VoxCPM 1.5 LoRA Finetuning on IMDA NSC FEMALE_01

Download printable cheat-sheet (CC-BY 4.0)

07 Feb 2026, 00:00 Z

60-second takeaway
VoxCPM produced a strong practical result in this benchmark once we stabilized dataset prep and used a clean inference protocol.
The best balance of quality and stability came from step_0004000 in our run.
Prompted inference can over-copy prompt noise, so prompt quality matters as much as checkpoint choice.

Where this fits

For founders: VoxCPM is a viable production candidate from this benchmark.
For engineers: use this page for train recipe, checkpoint pick logic, and inference defaults.

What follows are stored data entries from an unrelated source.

//! Durable output of a completed session.
//!
//! Two formats:
//! - `json`: pretty-printed array of packets, ascending by sequence
//! - `capture`: length/CRC framed bincode records, a [`CaptureHeader`]
//!   followed by one frame per packet
//!
//! Both are written to a hidden sibling file first and renamed into place,
//! so a failed write never leaves a partial artifact under the final name.
use std::fs::{self, File, OpenOptions};
use std::io::{self, BufReader, BufWriter, ErrorKind, Read, Write};
use std::path::{Path, PathBuf};
use std::time::{SystemTime, UNIX_EPOCH};

use anyhow::{bail, Context};
use clap::ValueEnum;
use crc32fast::Hasher as Crc32;
use serde::{Deserialize, Serialize};
use tracing::info;

use crate::error::{FeedError, Result};
use crate::packet::Packet;

pub const CAPTURE_VERSION: u16 = 1;

#[derive(Debug, Clone, Serialize, Deserialize, PartialEq, Eq)]
pub struct CaptureHeader {
    pub version: u16,
    pub created_unix_ns: u128,
    pub packets: u64,
}

#[derive(Debug, Clone, Serialize, Deserialize)]
pub enum RecordFrame {
    Header(CaptureHeader),
    Packet(Packet),
}

#[derive(Debug, Clone, Copy, PartialEq, Eq, ValueEnum)]
pub enum OutputFormat {
    Json,
    Capture,
}

/// Where and how the reconstructed set is written.
#[derive(Debug, Clone)]
pub struct Output {
    pub path: PathBuf,
    pub format: OutputFormat,
}

impl Output {
    /// `format` wins when given; otherwise a `.bin` extension means capture.
    pub fn new(path: impl Into<PathBuf>, format: Option<OutputFormat>) -> Self {
        let path = path.into();
        let format = format.unwrap_or_else(|| match path.extension().and_then(|e| e.to_str()) {
            Some("bin") => OutputFormat::Capture,
            _ => OutputFormat::Json,
        });
        Self { path, format }
    }

    /// Write `packets`, which must already be sorted by sequence.
    pub fn persist(&self, packets: &[Packet]) -> Result<()> {
        let tmp = partial_path(&self.path);
        let written = self.write_to(&tmp, packets).and_then(|()| fs::rename(&tmp, &self.path));
        if let Err(source) = written {
            let _ = fs::remove_file(&tmp);
            return Err(FeedError::Persist { path: self.path.clone(), source });
        }
        info!(path = %self.path.display(), format = ?self.format, packets = packets.len(), "output saved");
        Ok(())
    }

    fn write_to(&self, tmp: &Path, packets: &[Packet]) -> io::Result<()> {
        if let Some(parent) = tmp.parent() {
            if !parent.as_os_str().is_empty() {
                fs::create_dir_all(parent)?;
            }
        }
        let file = OpenOptions::new().create(true).write(true).truncate(true).open(tmp)?;
        let mut w = BufWriter::with_capacity(1 << 16, file);
        match self.format {
            OutputFormat::Json => {
                serde_json::to_writer_pretty(&mut w, packets)?;
                w.write_all(b"\n")?;
            }
            OutputFormat::Capture => {
                write_frame(&mut w, &RecordFrame::Header(CaptureHeader {
                    version: CAPTURE_VERSION,
                    created_unix_ns: now_unix_ns(),
                    packets: packets.len() as u64,
                }))?;
                for p in packets {
                    write_frame(&mut w, &RecordFrame::Packet(p.clone()))?;
                }
            }
        }
        w.flush()?;
        w.get_ref().sync_all()?;
        Ok(())
    }
}

fn partial_path(path: &Path) -> PathBuf {
    let name = path.file_name().map(|n| n.to_string_lossy().into_owned()).unwrap_or_default();
    path.with_file_name(format!(".{name}.partial"))
}

fn now_unix_ns() -> u128 {
    SystemTime::now()
        .duration_since(UNIX_EPOCH)
        .unwrap_or_default()
        .as_nanos()
}

/// `captures/trades_YYYY_MM_DD.json`, dated from the local clock when the
/// offset is known, UTC otherwise.
pub fn default_output_path() -> PathBuf {
    let now = time::OffsetDateTime::now_local().unwrap_or_else(|_| time::OffsetDateTime::now_utc());
    let d = now.date();
    let mut p = PathBuf::from("captures");
    p.push(format!("trades_{}_{:02}_{:02}.json", d.year(), d.month() as u8, d.day()));
    p
}

/// `[len:u32 LE][crc32:u32 LE][bincode payload]`
pub fn write_frame<W: Write>(w: &mut W, frame: &RecordFrame) -> io::Result<()> {
    let payload = bincode::serialize(frame).map_err(io::Error::other)?;
    let mut hasher = Crc32::new();
    hasher.update(&payload);
    let crc = hasher.finalize();

    let len = payload.len() as u32;
    w.write_all(&len.to_le_bytes())?;
    w.write_all(&crc.to_le_bytes())?;
    w.write_all(&payload)?;
    Ok(())
}

fn read_u32<R: Read>(r: &mut R) -> io::Result<u32> {
    let mut buf = [0u8; 4];
    r.read_exact(&mut buf)?;
    Ok(u32::from_le_bytes(buf))
}

/// Read the next frame, `None` at a clean end of file.
pub fn read_frame<R: Read>(r: &mut R, index: usize) -> anyhow::Result<Option<RecordFrame>> {
    let len = match read_u32(r) {
        Ok(v) => v as usize,
        Err(e) if e.kind() == ErrorKind::UnexpectedEof => return Ok(None),
        Err(e) => return Err(e.into()),
    };
    let crc_on_file = read_u32(r).with_context(|| format!("frame {index}: crc"))?;
    let mut payload = vec![0u8; len];
    r.read_exact(&mut payload).with_context(|| format!("frame {index}: payload"))?;
    let mut hasher = Crc32::new();
    hasher.update(&payload);
    let crc_calc = hasher.finalize();
    if crc_calc != crc_on_file {
        bail!("CRC mismatch at frame {index}: file={crc_on_file:#x}, calc={crc_calc:#x}");
    }
    let frame = bincode::deserialize(&payload).context("bincode decode")?;
    Ok(Some(frame))
}

/// Load a capture written by [`Output::persist`].
pub fn read_capture(path: &Path) -> anyhow::Result<(CaptureHeader, Vec<Packet>)> {
    let mut r = BufReader::new(File::open(path).with_context(|| format!("open {path:?}"))?);
    let header = match read_frame(&mut r, 0)? {
        Some(RecordFrame::Header(h)) => h,
        Some(RecordFrame::Packet(_)) => bail!("capture does not start with a header"),
        None => bail!("empty capture"),
    };
    if header.version != CAPTURE_VERSION {
        bail!("unsupported capture version {}", header.version);
    }
    let mut packets = Vec::with_capacity(header.packets as usize);
    let mut index = 1;
    while let Some(frame) = read_frame(&mut r, index)? {
        match frame {
            RecordFrame::Packet(p) => packets.push(p),
            RecordFrame::Header(_) => bail!("unexpected header at frame {index}"),
        }
        index += 1;
    }
    if packets.len() as u64 != header.packets {
        bail!("capture holds {} packets, header says {}", packets.len(), header.packets);
    }
    Ok((header, packets))
}

#[cfg(test)]
mod tests {
    use super::*;
    use crate::packet::{Side, Symbol};

    fn pkts(n: i32) -> Vec<Packet> {
        (1..=n)
            .map(|s| Packet { symbol: Symbol::new("SYMB").unwrap(), side: Side::Sell, quantity: s, price: 10 * s, sequence: s })
            .collect()
    }

    #[test]
    fn format_inferred_from_extension() {
        assert_eq!(Output::new("a/b.bin", None).format, OutputFormat::Capture);
        assert_eq!(Output::new("a/b.json", None).format, OutputFormat::Json);
        assert_eq!(Output::new("a/b.bin", Some(OutputFormat::Json)).format, OutputFormat::Json);
    }

    #[test]
    fn json_written_in_order() {
        let dir = tempfile::tempdir().unwrap();
        let out = Output::new(dir.path().join("nested/out.json"), None);
        out.persist(&pkts(3)).unwrap();
        let text = fs::read_to_string(&out.path).unwrap();
        let back: Vec<Packet> = serde_json::from_str(&text).unwrap();
        assert_eq!(back, pkts(3));
        assert!(!partial_path(&out.path).exists());
    }

    #[test]
    fn empty_set_is_empty_json_array() {
        let dir = tempfile::tempdir().unwrap();
        let out = Output::new(dir.path().join("out.json"), None);
        out.persist(&[]).unwrap();
        let back: Vec<Packet> = serde_json::from_str(&fs::read_to_string(&out.path).unwrap()).unwrap();
        assert!(back.is_empty());
    }

    #[test]
    fn capture_reads_back() {
        let dir = tempfile::tempdir().unwrap();
        let out = Output::new(dir.path().join("out.bin"), None);
        out.persist(&pkts(4)).unwrap();
        let (header, back) = read_capture(&out.path).unwrap();
        assert_eq!(header.version, CAPTURE_VERSION);
        assert_eq!(header.packets, 4);
        assert_eq!(back, pkts(4));
    }

    #[test]
    fn corrupted_capture_rejected() {
        let dir = tempfile::tempdir().unwrap();
        let out = Output::new(dir.path().join("out.bin"), None);
        out.persist(&pkts(2)).unwrap();
        let mut bytes = fs::read(&out.path).unwrap();
        let last = bytes.len() - 1;
        bytes[last] ^= 0xff;
        fs::write(&out.path, bytes).unwrap();
        let err = read_capture(&out.path).unwrap_err();
        assert!(format!("{err:#}").contains("CRC mismatch"));
    }

    #[test]
    fn failed_write_leaves_nothing_behind() {
        let dir = tempfile::tempdir().unwrap();
        // the parent "directory" is a regular file, so creating it fails
        let blocker = dir.path().join("blocker");
        fs::write(&blocker, b"x").unwrap();
        let out = Output::new(blocker.join("out.json"), None);
        match out.persist(&pkts(1)) {
            Err(FeedError::Persist { path, source }) => {
                assert_eq!(path, out.path);
                // the OS error survives instead of being flattened to text
                assert!(source.raw_os_error().is_some());
            }
            other => panic!("unexpected {other:?}"),
        }
        assert!(!out.path.exists());
    }

    #[test]
    fn default_path_is_dated_json() {
        let p = default_output_path();
        assert!(p.starts_with("captures"));
        let name = p.file_name().unwrap().to_string_lossy().into_owned();
        assert!(name.starts_with("trades_") && name.ends_with(".json"));
    }
}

For the series overview matrix, see:

https://instavar.com/blog/IMDA_NSC_Voice_Cloning_Finetuning_Benchmark_2026

Experiment setup

Base model: VoxCPM1.5
Dataset: IMDA NSC FEMALE_01
Audio prep: resampled to 44.1 kHz for VoxCPM1.5 path
Hardware: RTX 3090 Ti 24 GB
Training mode: LoRA fine-tuning

Best checkpoint logic

We tracked validation total loss across steps and selected the strongest zone by both trend and listening:

Best recorded validation total in this run was at step_0004000.
Later checkpoints remained usable, but were not consistently better on subjective naturalness.

Audio evidence

Best practical sample (this run)

Settings: no-prompt, no denoiser, long text test.

Failure modes we saw

Prompted outputs can inherit prompt-room noise strongly.
Denoisers can clean hiss but also shift timbre and bandwidth perception.
Long-form outputs are sensitive to prompt clip quality and consistency.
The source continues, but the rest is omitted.